AI/ML

SageMaker Unified Studio — The DataZone Migration Decision Framework for Data Engineers

Your DataZone environment works. AWS says SMUS is the future. Do you upgrade, go greenfield, or wait? Here is the coverage matrix, the 70–85 percent pipeline replacement reality, and the multi-account mesh architecture you actually need.

Alexandre Agius

AWS Solutions Architect

April 20, 2026 7 min read

AWS SageMaker SMUS DataZone Data Mesh Governance Glue S3 Tables Analytics

☁️ Part of: AWS Architecture

Table of Contents

SMUS vs SageMaker AI — The Coverage Matrix
The Pipeline Replacement Reality
The Multi-Account Mesh Architecture
Three primitives worth understanding
Greenfield vs upgrade
The Requester Pays Question
S3 Tables + Lake Formation — The New Lakehouse Primitive
Decision Framework
Key Takeaways

If you’ve been running AWS DataZone for the last eighteen months and built a working data-mesh with it, the SMUS (SageMaker Unified Studio) announcement creates an awkward decision: upgrade, go greenfield, or wait.

AWS messaging says SMUS is the natural successor. In practice, SMUS is a bigger product — it absorbs DataZone’s governance model but adds IDE-style analytics, Visual ETL, GenAI/Bedrock integration, and a revised multi-account architecture. The question isn’t just “should I migrate?” It’s “what does SMUS actually cover vs. classic SageMaker AI, and what percentage of my pipelines survive the move?”

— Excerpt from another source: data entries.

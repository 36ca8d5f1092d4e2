//! Application: configuration, shared registry, exit and command hooks.
//!
//! [`Application`] is shared by every window it creates (`Rc<Application>`).
//! The host loop owns it, polls [`is_exit_requested`](Application::is_exit_requested),
//! and ticks windows; each window's periodic pass ends with
//! [`Application::periodic`].

use std::cell::{Cell, RefCell};
use std::collections::HashMap;
use std::fmt;
use std::rc::Rc;
use std::sync::Arc;

use serde::Deserialize;

use crate::action::ActionRegistry;
use crate::ui::UiRef;

// ---------------------------------------------------------------------------
// AppConfig
// ---------------------------------------------------------------------------

/// Configuration for the application.
#[derive(Debug, Clone, PartialEq, Eq, Deserialize)]
#[serde(default)]
pub struct AppConfig {
    /// Application name, shown by the About action.
    pub title: Option<String>,
    /// Title given to windows and dialogs that declare none.
    pub default_window_title: String,
    /// Shortcut context used for menu key sequences and key lookup.
    pub shortcut_context: String,
    /// Whether dialogs receive the standard File/Edit/Window/Help menus.
    pub standard_menus: bool,
}

impl Default for AppConfig {
    fn default() -> Self {
        Self {
            title: None,
            default_window_title: "Untitled".to_owned(),
            shortcut_context: "window".to_owned(),
            standard_menus: true,
        }
    }
}

impl AppConfig {
    pub fn new() -> Self {
        Self::default()
    }

    pub fn with_title(mut self, title: impl Into<String>) -> Self {
        self.title = Some(title.into());
        self
    }

    pub fn with_default_window_title(mut self, title: impl Into<String>) -> Self {
        self.default_window_title = title.into();
        self
    }

    pub fn with_shortcut_context(mut self, context: impl Into<String>) -> Self {
        self.shortcut_context = context.into();
        self
    }

    pub fn with_standard_menus(mut self, enabled: bool) -> Self {
        self.standard_menus = enabled;
        self
    }
}

// ---------------------------------------------------------------------------
// Application
// ---------------------------------------------------------------------------

type Command = Rc<dyn Fn() -> bool>;

pub struct Application {
    ui: UiRef,
    config: AppConfig,
    registry: Arc<ActionRegistry>,
    exit_requested: Cell<bool>,
    commands: RefCell<HashMap<String, Command>>,
    on_periodic: RefCell<Option<Box<dyn FnMut()>>>,
}

impl Application {
    /// Create an application over `ui` using the process-wide registry.
    pub fn new(ui: UiRef, config: AppConfig) -> Self {
        Self {
            ui,
            config,
            registry: ActionRegistry::global(),
            exit_requested: Cell::new(false),
            commands: RefCell::new(HashMap::new()),
            on_periodic: RefCell::new(None),
        }
    }

    /// Use a dedicated action registry instead of the process-wide one.
    pub fn with_registry(mut self, registry: Arc<ActionRegistry>) -> Self {
        self.registry = registry;
        self
    }

    pub fn ui(&self) -> &UiRef {
        &self.ui
    }

    pub fn config(&self) -> &AppConfig {
        &self.config
    }

    pub fn registry(&self) -> &Arc<ActionRegistry> {
        &self.registry
    }

    /// Record an exit request for the host loop.
    pub fn exit(&self) {
        tracing::debug!("exit requested");
        self.exit_requested.set(true);
    }

    pub fn is_exit_requested(&self) -> bool {
        self.exit_requested.get()
    }

    // ── Commands ─────────────────────────────────────────────────────

    /// Give the application a named command, replacing any previous one.
    pub fn register_command(&self, command: impl Into<String>, f: impl Fn() -> bool + 'static) {
        self.commands.borrow_mut().insert(command.into(), Rc::new(f));
    }

    pub fn has_command(&self, command: &str) -> bool {
        self.commands.borrow().contains_key(command)
    }

    /// Run a named command. Returns `false` if it is missing or declined.
    pub fn dispatch_command(&self, command: &str) -> bool {
        let found = self.commands.borrow().get(command).cloned();
        match found {
            Some(f) => f(),
            None => false,
        }
    }

    // ── Periodic ─────────────────────────────────────────────────────

    /// Install the hook run at the end of every window tick.
    pub fn set_periodic(&self, f: impl FnMut() + 'static) {
        *self.on_periodic.borrow_mut() = Some(Box::new(f));
    }

    pub fn periodic(&self) {
        // Take the hook out so it can re-enter the application.
        let Some(mut hook) = self.on_periodic.borrow_mut().take() else {
            return;
        };
        hook();
        let mut slot = self.on_periodic.borrow_mut();
        if slot.is_none() {
            *slot = Some(hook);
        }
    }
}

impl fmt::Debug for Application {
    fn fmt(&self, f: &mut fmt::Formatter<'_>) -> fmt::Result {
        f.debug_struct("Application")
            .field("config", &self.config)
            .field("exit_requested", &self.exit_requested.get())
            .finish_non_exhaustive()
    }
}

// ===========================================================================
// Tests
// ===========================================================================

This post is the decision framework I’ve used with data-engineering-heavy teams (80% data engineers, 20% data scientists) who care about the answer.

SMUS vs SageMaker AI — The Coverage Matrix

SMUS is not a replacement for SageMaker AI. It’s a replacement for DataZone and for the fragmented “bring your own IDE” developer experience. Several SageMaker AI capabilities remain outside SMUS.

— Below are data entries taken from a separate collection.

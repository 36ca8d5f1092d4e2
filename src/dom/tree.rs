//! Tree operations: insert, append, remove, walk.

use std::collections::VecDeque;

use slotmap::{SecondaryMap, SlotMap};

use super::node::{LayoutItem, WidgetData};
use crate::ui::WidgetId;

/// Widget arena.
///
/// All widgets live in a single `SlotMap`. Child order lives in each widget's
/// layout; parent links are kept in a secondary map so removal is
/// O(subtree size) and lookup is O(1).
#[derive(Debug, Default)]
pub struct Dom {
    pub(crate) widgets: SlotMap<WidgetId, WidgetData>,
    parent: SecondaryMap<WidgetId, WidgetId>,
}

impl Dom {
    pub fn new() -> Self {
        Self::default()
    }

    /// Insert a detached widget.
    pub fn insert(&mut self, data: WidgetData) -> WidgetId {
        self.widgets.insert(data)
    }

    /// Append `child` to `parent`'s layout, detaching it from any previous
    /// parent. Returns `false` if either widget is missing.
    pub fn append_child(&mut self, parent: WidgetId, child: WidgetId) -> bool {
        self.push_child(parent, child, LayoutItem::Widget(child))
    }

    /// Append `child` to a tab widget as a page titled `label`.
    pub fn add_tab(&mut self, tabs: WidgetId, child: WidgetId, label: &str) -> bool {
        self.push_child(
            tabs,
            child,
            LayoutItem::Tab {
                label: label.to_owned(),
                widget: child,
            },
        )
    }

    fn push_child(&mut self, parent: WidgetId, child: WidgetId, item: LayoutItem) -> bool {
        if parent == child || !self.widgets.contains_key(child) {
            return false;
        }
        if !self.widgets.contains_key(parent) {
            return false;
        }
        self.detach(child);
        self.parent.insert(child, parent);
        if let Some(data) = self.widgets.get_mut(parent) {
            data.layout.push(item);
        }
        true
    }

    pub fn add_spacing(&mut self, container: WidgetId, size: i32) {
        if let Some(data) = self.widgets.get_mut(container) {
            data.layout.push(LayoutItem::Spacing(size));
        }
    }

    pub fn add_stretch(&mut self, container: WidgetId) {
        if let Some(data) = self.widgets.get_mut(container) {
            data.layout.push(LayoutItem::Stretch);
        }
    }

    fn detach(&mut self, id: WidgetId) {
        if let Some(parent_id) = self.parent.remove(id) {
            if let Some(parent) = self.widgets.get_mut(parent_id) {
                parent.layout.retain(|item| item.widget() != Some(id));
            }
        }
    }

    /// Remove a widget and all its descendants.
    ///
    /// Returns the removed ids, `id` first; empty if it didn't exist.
    pub fn remove(&mut self, id: WidgetId) -> Vec<WidgetId> {
        if !self.widgets.contains_key(id) {
            return Vec::new();
        }
        self.detach(id);

        let mut removed = Vec::new();
        let mut to_remove = VecDeque::from([id]);
        while let Some(current) = to_remove.pop_front() {
            self.parent.remove(current);
            if let Some(data) = self.widgets.remove(current) {
                to_remove.extend(data.children());
                removed.push(current);
            }
        }
        removed
    }

    pub fn parent(&self, id: WidgetId) -> Option<WidgetId> {
        self.parent.get(id).copied()
    }

    /// Child widgets in layout order. Empty if the widget does not exist.
    pub fn children(&self, id: WidgetId) -> Vec<WidgetId> {
        self.widgets
            .get(id)
            .map(|data| data.children().collect())
            .unwrap_or_default()
    }

    /// Ancestors from the immediate parent up to the tree root.
    pub fn ancestors(&self, id: WidgetId) -> Vec<WidgetId> {
        let mut result = Vec::new();
        let mut current = id;
        while let Some(p) = self.parent.get(current).copied() {
            result.push(p);
            current = p;
        }
        result
    }

    pub fn get(&self, id: WidgetId) -> Option<&WidgetData> {
        self.widgets.get(id)
    }

    pub fn get_mut(&mut self, id: WidgetId) -> Option<&mut WidgetData> {
        self.widgets.get_mut(id)
    }

    pub fn len(&self) -> usize {
        self.widgets.len()
    }

    pub fn is_empty(&self) -> bool {
        self.widgets.is_empty()
    }

    pub fn contains(&self, id: WidgetId) -> bool {
        self.widgets.contains_key(id)
    }

    /// Pre-order depth-first traversal starting from `start`.
    pub fn walk_depth_first(&self, start: WidgetId) -> Vec<WidgetId> {
        let mut result = Vec::new();
        let mut stack = vec![start];
        while let Some(current) = stack.pop() {
            let Some(data) = self.widgets.get(current) else {
                continue;
            };
            result.push(current);
            let kids: Vec<WidgetId> = data.children().collect();
            stack.extend(kids.into_iter().rev());
        }
        result
    }
}

#[cfg(test)]
mod tests {
    use super::*;
    use crate::ui::WidgetKind;

    /// ```text
    ///        root (column)
    ///       /  [8]  \
    ///      a         b (label)
    ///    (row)
    ///    /   \
    ///   c     d
    /// ```
    fn build_tree() -> (Dom, WidgetId, WidgetId, WidgetId, WidgetId, WidgetId) {
        let mut dom = Dom::new();
        let root = dom.insert(WidgetData::new(WidgetKind::Column));
        let a = dom.insert(WidgetData::new(WidgetKind::Row));
        let b = dom.insert(WidgetData::new(WidgetKind::Label));
        let c = dom.insert(WidgetData::new(WidgetKind::PushButton));
        let d = dom.insert(WidgetData::new(WidgetKind::CheckBox));
        dom.append_child(root, a);
        dom.add_spacing(root, 8);
        dom.append_child(root, b);
        dom.append_child(a, c);
        dom.append_child(a, d);
        (dom, root, a, b, c, d)
    }

    #[test]
    fn append_links_parent_and_layout() {
        let (dom, root, a, b, c, _d) = build_tree();
        assert_eq!(dom.parent(a), Some(root));
        assert_eq!(dom.parent(c), Some(a));
        assert_eq!(dom.parent(root), None);
        assert_eq!(dom.children(root), vec![a, b]);
        assert_eq!(
            dom.get(root).unwrap().layout,
            vec![
                LayoutItem::Widget(a),
                LayoutItem::Spacing(8),
                LayoutItem::Widget(b)
            ]
        );
    }

    #[test]
    fn append_reparents() {
        let (mut dom, root, a, b, c, _d) = build_tree();
        dom.append_child(root, c);
        assert_eq!(dom.parent(c), Some(root));
        assert!(!dom.children(a).contains(&c));
        assert_eq!(dom.children(root), vec![a, b, c]);
    }

    #[test]
    fn append_rejects_self_and_missing() {
        let (mut dom, root, ..) = build_tree();
        assert!(!dom.append_child(root, root));
        let stale = dom.insert(WidgetData::new(WidgetKind::Label));
        dom.remove(stale);
        assert!(!dom.append_child(root, stale));
    }

    #[test]
    fn tabs_are_children() {
        let mut dom = Dom::new();
        let tabs = dom.insert(WidgetData::new(WidgetKind::Tabs));
        let page = dom.insert(WidgetData::new(WidgetKind::Column));
        assert!(dom.add_tab(tabs, page, "General"));
        assert_eq!(dom.children(tabs), vec![page]);
        assert_eq!(dom.parent(page), Some(tabs));
    }

    #[test]
    fn ancestors() {
        let (dom, root, a, _b, c, _d) = build_tree();
        assert_eq!(dom.ancestors(c), vec![a, root]);
        assert!(dom.ancestors(root).is_empty());
    }

    #[test]
    fn remove_subtree() {
        let (mut dom, root, a, b, c, d) = build_tree();
        let removed = dom.remove(a);
        assert_eq!(removed.len(), 3);
        assert_eq!(removed[0], a);
        assert!(!dom.contains(c));
        assert!(!dom.contains(d));
        assert_eq!(dom.children(root), vec![b]);
        assert_eq!(dom.len(), 2);
    }

    #[test]
    fn remove_nonexistent() {
        let mut dom = Dom::new();
        let id = dom.insert(WidgetData::new(WidgetKind::Label));
        dom.remove(id);
        assert!(dom.remove(id).is_empty());
        assert!(dom.is_empty());
    }

    #[test]
    fn walk_depth_first() {
        let (dom, root, a, b, c, d) = build_tree();
        assert_eq!(dom.walk_depth_first(root), vec![root, a, c, d, b]);
        assert_eq!(dom.walk_depth_first(a), vec![a, c, d]);
    }
}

Capability	100% in SMUS	Shared	SM AI Only
SQL analytics (Athena, Redshift)	✅	—	—
Visual ETL (Glue Studio)	✅	—	—
GenAI / Bedrock integration	✅	—	—
Governance (domain, projects, catalog)	✅	—	—
JupyterLab notebooks	—	✅	—
ML training (classical)	—	✅	—
Distributed training (PyTorch FSDP, DeepSpeed)	—	—	✅
Real-time inference endpoints	—	—	✅
Feature Store	—	—	✅
AutoML (SageMaker Canvas / Autopilot)	—	—	✅
ML Pipelines (SageMaker Pipelines)	—	—	✅

The big takeaway: if your team does training, real-time inference, Feature Store, or AutoML, you stay in SageMaker AI for those workloads. SMUS is the unified governance + analytics + GenAI layer around the top.

The Pipeline Replacement Reality

The single hardest question from data engineers: “Can I migrate all my Glue/Airflow/EMR pipelines into SMUS?”

Honest answer: 70–85% of traditional batch pipelines can migrate to SMUS (Visual ETL + MWAA Serverless). The remaining 15–30% is:

Pattern	SMUS Support	Stays Outside SMUS
Batch SQL analytics	✅ Full	—
Batch Spark ETL	✅ Via Visual ETL / Glue	—
Orchestration (Airflow-style)	✅ MWAA Serverless integration	—
Streaming (Kinesis, Flink)	❌	✅ Stays native
CI/CD for pipelines (CDK, Terraform)	⚠️ Partial	✅ Some custom SDK work needed
Cross-BU non-data orchestration	❌	✅ Step Functions / EventBridge

Budget for the fact that your streaming estate and your pipeline CI/CD stay where they are. SMUS is for the batch analytics and governance plane; it’s not the universal orchestrator.

The Multi-Account Mesh Architecture

This is where SMUS differs significantly from classic DataZone. The target topology:

┌────────────────────────────────────────────────────────┐
│          GOVERNANCE ACCOUNT                           │
│  ┌──────────────────────────────────────────────┐     │
│  │  SMUS Domain                                  │     │
│  │    ├── Blueprints (infrastructure templates) │     │
│  │    ├── Project Profiles (capability sets)    │     │
│  │    └── Data Catalog                           │     │
│  └──────────────────────────────────────────────┘     │
│                        │                              │
│                        │ AWS RAM sharing              │
│                        ▼                              │
└────────────────────────────────────────────────────────┘
         │                          │
         ▼                          ▼
┌──────────────────┐         ┌──────────────────┐
│ PRODUCER ACCOUNT │         │ CONSUMER ACCOUNT │
│  (BU A)          │         │  (BU B)          │
│  - Projects      │  ◄────► │  - Projects      │
│  - Assets        │         │  - Consumes BU A │
│  - Data sources  │         │  - Own compute   │
└──────────────────┘         └──────────────────┘

Three primitives worth understanding

Blueprints — reusable infra templates (IAM roles, S3 buckets, Glue configurations) that SMUS applies when a project provisions. Define once in the governance account, consume from anywhere. This is what replaces the hand-rolled CDK constructs teams wrote for DataZone.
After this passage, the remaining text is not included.